We also demonstrated that DTG was safe and led to no change in the CD4 cell count, kidney or liver functions, lipid profile, bone mineral density or markers of inflammation and hypercoagulability. DTG is known to be lipid‐neutral compared with efavirenz or boosted darunavir 3, 4. We observed no reduction in the level of cardiovascular biomarkers or benefits for bone mineral density as described with raltegravir after switching from a protease inhibitor 18, 19, but none of our participants had received this class of drug prior to study enrolment. We found a significant increase in weight, with a mean gain of 4.1 kg in 24 weeks, and body mass index among our participants on DTG monotherapy. Similarly, a retrospective study showed that patients who switched from an efavirenz‐ to an integrase‐based regimen gained an average of 2.9 kg at 18 months compared with 0.9 kg for those who continued on efavirenz (P = 0.003); those who switched to DTG gained the most weight (+ 5.3 kg) 20. The potential correlation with lipodystrophy needs to be evaluated in the long term.

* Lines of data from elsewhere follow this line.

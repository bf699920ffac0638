//! Template list and the control-point builder.

use crate::ADMIN_ROLES;
use crate::auth::AuthenticatedUser;
use crate::domain::qc_template::{
    ControlPoint, QcFormTemplate, TemplateBuildError, TemplateHeader, build_template_request,
    control_points_from_template, header_from_template,
};
use crate::domain::types::TemplateId;
use crate::dto::qc::{BuilderOutcome, BuilderPageData, TemplatesPageData};
use crate::forms::qc_template::{BuilderAction, BuilderSubmission, TemplateBuilderForm};
use crate::repository::{
    MachineReader, ProductReader, QcTemplateReader, QcTemplateWriter, TemplateListQuery,
};
use crate::services::{ServiceError, ServiceResult, ensure_role, log_failure};

pub async fn list_templates<R>(
    repo: &R,
    user: &AuthenticatedUser,
    search: Option<String>,
) -> ServiceResult<TemplatesPageData>
where
    R: QcTemplateReader + ?Sized,
{
    ensure_role(user, ADMIN_ROLES)?;

    let search = search
        .map(|s| s.trim().to_string())
        .filter(|s| !s.is_empty());
    let query = match &search {
        Some(term) => TemplateListQuery::new().search(term.clone()),
        None => TemplateListQuery::new(),
    };

    let templates = repo
        .list_templates(query)
        .await
        .map_err(log_failure("list templates"))?;

    Ok(TemplatesPageData { templates, search })
}

async fn builder_page<R>(
    repo: &R,
    template_id: Option<TemplateId>,
    header: TemplateHeader,
    points: Vec<ControlPoint>,
) -> ServiceResult<BuilderPageData>
where
    R: ProductReader + MachineReader + ?Sized,
{
    let (products, machines) = tokio::join!(repo.list_products(), repo.list_machines());

    Ok(BuilderPageData {
        template_id,
        header,
        points,
        products: products.map_err(log_failure("list products"))?,
        machines: machines.map_err(log_failure("list machines"))?,
    })
}

/// Builder state for a new template (`None`) or an existing one.
pub async fn load_builder<R>(
    repo: &R,
    user: &AuthenticatedUser,
    template_id: Option<i64>,
) -> ServiceResult<BuilderPageData>
where
    R: QcTemplateReader + ProductReader + MachineReader + ?Sized,
{
    ensure_role(user, ADMIN_ROLES)?;

    match template_id {
        Some(id) => {
            let id = TemplateId::new(id)?;
            let template = repo
                .get_template_by_id(id)
                .await
                .map_err(log_failure("load the template"))?
                .ok_or(ServiceError::NotFound)?;
            builder_page(
                repo,
                Some(id),
                header_from_template(&template),
                control_points_from_template(&template),
            )
            .await
        }
        None => {
            builder_page(repo, None, TemplateHeader::default(), vec![ControlPoint::default()])
                .await
        }
    }
}

fn build_error_key(err: &TemplateBuildError) -> &'static str {
    match err {
        TemplateBuildError::MissingCode | TemplateBuildError::MissingName => "form_required_fields",
        TemplateBuildError::NoControlPoints => "template_no_points",
        TemplateBuildError::MissingLabel(_) => "template_point_label_required",
        TemplateBuildError::InvalidCode(_) | TemplateBuildError::InvalidNumber { .. } => {
            "form_invalid_values"
        }
    }
}

/// Handles a builder post: row edits re-render, save creates or updates.
pub async fn save_template<R>(
    repo: &R,
    user: &AuthenticatedUser,
    template_id: Option<i64>,
    body: &[u8],
) -> ServiceResult<BuilderOutcome>
where
    R: QcTemplateWriter + ProductReader + MachineReader + ?Sized,
{
    ensure_role(user, ADMIN_ROLES)?;

    let template_id = template_id.map(TemplateId::new).transpose()?;
    let BuilderSubmission {
        header,
        mut points,
        action,
    } = BuilderSubmission::try_from(TemplateBuilderForm::parse(body)?)?;

    match action {
        BuilderAction::AddPoint => {
            points.push(ControlPoint::default());
            let page = builder_page(repo, template_id, header, points).await?;
            return Ok(BuilderOutcome::Rerender { page, error: None });
        }
        BuilderAction::RemovePoint(index) => {
            if index < points.len() {
                points.remove(index);
            }
            let page = builder_page(repo, template_id, header, points).await?;
            return Ok(BuilderOutcome::Rerender { page, error: None });
        }
        BuilderAction::Save => {}
    }

    let request = match build_template_request(&header, &points) {
        Ok(request) => request,
        Err(err) => {
            log::debug!("Template rejected: {err}");
            let page = builder_page(repo, template_id, header, points).await?;
            return Ok(BuilderOutcome::Rerender {
                page,
                error: Some(build_error_key(&err)),
            });
        }
    };

    let saved: QcFormTemplate = match template_id {
        Some(id) => repo
            .update_template(id, &request)
            .await
            .map_err(log_failure("update the template"))?,
        None => repo
            .create_template(&request)
            .await
            .map_err(log_failure("create the template"))?,
    };
    log::info!(
        "Template {} saved by {} with {} sections",
        saved.code,
        user.username,
        request.sections.len()
    );

    Ok(BuilderOutcome::Saved(saved))
}

pub async fn delete_template<R>(
    repo: &R,
    user: &AuthenticatedUser,
    template_id: i64,
) -> ServiceResult<()>
where
    R: QcTemplateWriter + ?Sized,
{
    ensure_role(user, ADMIN_ROLES)?;

    repo.delete_template(TemplateId::new(template_id)?)
        .await
        .map_err(log_failure("delete the template"))
}

#[cfg(test)]
mod tests {
    use super::*;
    use crate::domain::user::Role;
    use crate::services::fake::{FakeBackend, FakeState, template};
    use crate::services::test_support::user;

    const TWO_POINTS: &[u8] = b"code=qc-9&name=Flange&context_type=PRODUCT&product_id=2\
&label=Outer+diameter&input_type=DECIMAL&unit=mm&target_value=50&min_value=49.8&max_value=50.2\
&repeat_count=5&required=true&options=\
&label=Visual&input_type=PASS_FAIL&unit=&target_value=&min_value=&max_value=\
&repeat_count=1&required=true&options=";

    #[actix_web::test]
    async fn saves_grouped_template() {
        let repo = FakeBackend::default();

        let outcome = save_template(&repo, &user(Role::Admin), None, TWO_POINTS)
            .await
            .unwrap();

        assert!(matches!(outcome, BuilderOutcome::Saved(ref t) if t.code == "QC-9"));
        let request = repo.with(|state| state.template_requests[0].clone());
        assert_eq!(request.sections.len(), 2);
        assert_eq!(request.sections[0].repeat_count, Some(5));
        assert_eq!(request.sections[1].name, "Control Points");
        assert_eq!(request.product_id.map(|id| id.get()), Some(2));
    }

    #[actix_web::test]
    async fn empty_point_list_rerenders_with_message() {
        let repo = FakeBackend::default();

        let outcome = save_template(&repo, &user(Role::Admin), None, b"code=A&name=B")
            .await
            .unwrap();

        match outcome {
            BuilderOutcome::Rerender { page, error } => {
                assert_eq!(error, Some("template_no_points"));
                assert!(page.points.is_empty());
            }
            other => panic!("unexpected outcome: {other:?}"),
        }
        assert!(!repo.calls().contains(&"create_template".to_string()));
    }

    #[actix_web::test]
    async fn add_and_remove_rows_without_saving() {
        let repo = FakeBackend::default();
        let admin = user(Role::Admin);

        let mut body = TWO_POINTS.to_vec();
        body.extend_from_slice(b"&action=add");
        let BuilderOutcome::Rerender { page, .. } =
            save_template(&repo, &admin, None, &body).await.unwrap()
        else {
            panic!("expected rerender");
        };
        assert_eq!(page.points.len(), 3);

        let mut body = TWO_POINTS.to_vec();
        body.extend_from_slice(b"&action=remove:0");
        let BuilderOutcome::Rerender { page, .. } =
            save_template(&repo, &admin, None, &body).await.unwrap()
        else {
            panic!("expected rerender");
        };
        assert_eq!(page.points.len(), 1);
        assert_eq!(page.points[0].label, "Visual");

        assert!(repo.with(|state| state.template_requests.is_empty()));
    }

    #[actix_web::test]
    async fn edit_loads_existing_points() {
        let repo = FakeBackend::new(FakeState {
            templates: vec![template(5)],
            ..FakeState::default()
        });

        let page = load_builder(&repo, &user(Role::Admin), Some(7)).await.unwrap();

        assert_eq!(page.template_id.map(|id| id.get()), Some(7));
        assert_eq!(page.points.len(), 2);
        assert_eq!(page.points[1].repeat_count, 5);
        assert_eq!(page.header.code, "QC-7");
    }
}
#[cfg(test)]
mod tests {
    use super::*;
    use crate::domain::types::FieldId;

    fn template(repeat_count: u32) -> QcFormTemplate {
        serde_json::from_value(serde_json::json!({
            "id": 7, "code": "QC-7", "name": "Shaft",
            "sections": [
                {"id": 1, "name": "Control Points", "sectionOrder": 1, "isRepeatable": false,
                 "fields": [
                    {"id": 10, "fieldKey": "visual", "label": "Visual", "inputType": "PASS_FAIL", "required": true},
                    {"id": 11, "fieldKey": "remark", "label": "Remark", "inputType": "TEXT"}
                 ]},
                {"id": 2, "name": "Repeated Controls", "sectionOrder": 2, "isRepeatable": true,
                 "repeatCount": repeat_count,
                 "fields": [
                    {"id": 20, "fieldKey": "length", "label": "Length", "inputType": "DECIMAL",
                     "minValue": 9.5, "maxValue": 10.5, "required": true},
                    {"id": 21, "fieldKey": "burr", "label": "Burr", "inputType": "BOOLEAN"}
                 ]}
            ]
        }))
        .unwrap()
    }

    #[test]
    fn five_samples_for_repeat_count_five() {
        let template = template(5);
        let values = EntryValues::new();
        let summaries = values.sample_summaries(&template.sections[1]);

        assert_eq!(summaries.len(), 5);
        assert_eq!(
            summaries.iter().map(|s| s.index).collect::<Vec<_>>(),
            vec![1, 2, 3, 4, 5]
        );
        assert!(values.sample_summaries(&template.sections[0]).is_empty());
    }

    #[test]
    fn flatten_assigns_repeat_index_and_group_key() {
        let template = template(5);
        let mut values = EntryValues::new();
        values.set("visual", EntryValue::Bool(true));
        values.set("remark", EntryValue::Text("  ".to_string()));
        values.set("length_sample_1", EntryValue::Text("10.1".to_string()));
        values.set("length_sample_5", EntryValue::Text("9,8".to_string()));
        values.set("burr_sample_3", EntryValue::Bool(false));

        let flat = values.flatten(&template);

        assert_eq!(flat.len(), 4);
        assert_eq!(flat[0].field_id, FieldId::new(10).unwrap());
        assert_eq!(flat[0].value_boolean, Some(true));
        assert_eq!(flat[0].repeat_index, None);

        let length: Vec<_> = flat
            .iter()
            .filter(|v| v.field_id.get() == 20)
            .map(|v| (v.repeat_index, v.group_key.clone(), v.value_number))
            .collect();
        assert_eq!(
            length,
            vec![
                (Some(1), Some("sample_1".to_string()), Some(10.1)),
                (Some(5), Some("sample_5".to_string()), Some(9.8)),
            ]
        );

        let burr = flat.iter().find(|v| v.field_id.get() == 21).unwrap();
        assert_eq!(burr.repeat_index, Some(3));
        assert_eq!(burr.value_boolean, Some(false));
    }

    #[test]
    fn numeric_options_are_sent_as_numbers() {
        let template: QcFormTemplate = serde_json::from_value(serde_json::json!({
            "id": 8, "code": "QC-8", "name": "Packing",
            "sections": [{"id": 1, "name": "Control Points", "fields": [
                {"id": 30, "fieldKey": "layers", "label": "Layers", "inputType": "SELECT",
                 "options": ["3", "5"]},
                {"id": 31, "fieldKey": "lot", "label": "Lot", "inputType": "TEXT"},
                {"id": 32, "fieldKey": "color", "label": "Color", "inputType": "SELECT",
                 "options": ["Red", "Blue"]}
            ]}]
        }))
        .unwrap();
        let mut values = EntryValues::new();
        values.set("layers", EntryValue::Text("5".to_string()));
        values.set("lot", EntryValue::Text("0012".to_string()));
        values.set("color", EntryValue::Text("Red".to_string()));

        let flat = values.flatten(&template);
        let by_field = |id: i64| flat.iter().find(|v| v.field_id.get() == id).unwrap();

        assert_eq!(by_field(30).value_number, Some(5.0));
        assert_eq!(by_field(30).value_text, None);
        assert_eq!(by_field(31).value_text.as_deref(), Some("0012"));
        assert_eq!(by_field(31).value_number, None);
        assert_eq!(by_field(32).value_text.as_deref(), Some("Red"));
    }

    #[test]
    fn single_repeat_section_is_plain() {
        let template = template(1);
        let mut values = EntryValues::new();
        values.set("length", EntryValue::Text("10".to_string()));

        let flat = values.flatten(&template);
        assert_eq!(flat.len(), 1);
        assert_eq!(flat[0].repeat_index, None);
        assert_eq!(values.progress(&template), Progress { filled: 1, total: 4 });
    }

    #[test]
    fn sample_status_rules() {
        let template = template(3);
        let section = &template.sections[1];
        let mut values = EntryValues::new();

        assert_eq!(values.sample_status(section, 1), SampleStatus::Empty);

        values.set("length_sample_1", EntryValue::Text("10".to_string()));
        assert_eq!(values.sample_status(section, 1), SampleStatus::Partial);

        values.set("burr_sample_1", EntryValue::Bool(true));
        assert_eq!(values.sample_status(section, 1), SampleStatus::Passed);

        values.set("length_sample_2", EntryValue::Text("11".to_string()));
        assert_eq!(values.sample_status(section, 2), SampleStatus::Failed);

        values.set("burr_sample_3", EntryValue::Bool(false));
        assert_eq!(values.sample_status(section, 3), SampleStatus::Failed);
    }

    #[test]
    fn progress_counts_every_sample() {
        let template = template(5);
        let mut values = EntryValues::new();
        values.set("visual", EntryValue::Bool(false));
        values.set("length_sample_2", EntryValue::Text("10".to_string()));

        let progress = values.progress(&template);
        assert_eq!(progress, Progress { filled: 2, total: 12 });
        assert_eq!(progress.percent(), 16);
        assert_eq!(values.missing_required(&template), vec!["Length"]);
    }

    #[test]
    fn reads_form_pairs() {
        let template = template(2);
        let form: HashMap<String, String> = [
            ("visual", "false"),
            ("remark", "scratched"),
            ("burr_sample_2", "maybe"),
            ("length_sample_2", "10.2"),
            ("unknown", "x"),
        ]
        .into_iter()
        .map(|(k, v)| (k.to_string(), v.to_string()))
        .collect();

        let values = EntryValues::from_form(&template, &form);

        assert_eq!(values.get("visual"), Some(&EntryValue::Bool(false)));
        assert_eq!(values.get("remark"), Some(&EntryValue::Text("scratched".to_string())));
        assert_eq!(values.get("burr_sample_2"), None);
        assert_eq!(values.get("unknown"), None);
        assert_eq!(values.len(), 3);
    }

    #[test]
    fn values_serialize_as_plain_json_object() {
        let mut values = EntryValues::new();
        values.set("visual", EntryValue::Bool(true));
        values.set("length_sample_1", EntryValue::Text("10".to_string()));

        let json = serde_json::to_string(&values).unwrap();
        assert_eq!(json, r#"{"length_sample_1":"10","visual":true}"#);
        let back: EntryValues = serde_json::from_str(&json).unwrap();
        assert_eq!(back, values);
    }

    #[test]
    fn draft_key_format() {
        assert_eq!(
            draft_key(TemplateId::new(4).unwrap(), MachineId::new(9).unwrap()),
            "qc_draft_4_9"
        );
    }
}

Our study has several limitations. The sample size was small, the study duration was short and it was a single‐arm study. In addition, we could not compare DTG maintenance monotherapy with cART. Participants were rigorously selected with no prior documented ART failure, which renders it difficult to generalize our results.

Conclusions

In our study, HIV reservoirs in PBMCs, CSF and sperm remained stable over a period of 24 weeks in selected patients switched to DTG maintenance monotherapy. As virological failures mostly occur after 24 weeks of follow‐up, DTG maintenance monotherapy is not a switch strategy option in the long‐term. However, DTG remains a good candidate for simplified dual therapy in virologically suppressed patients.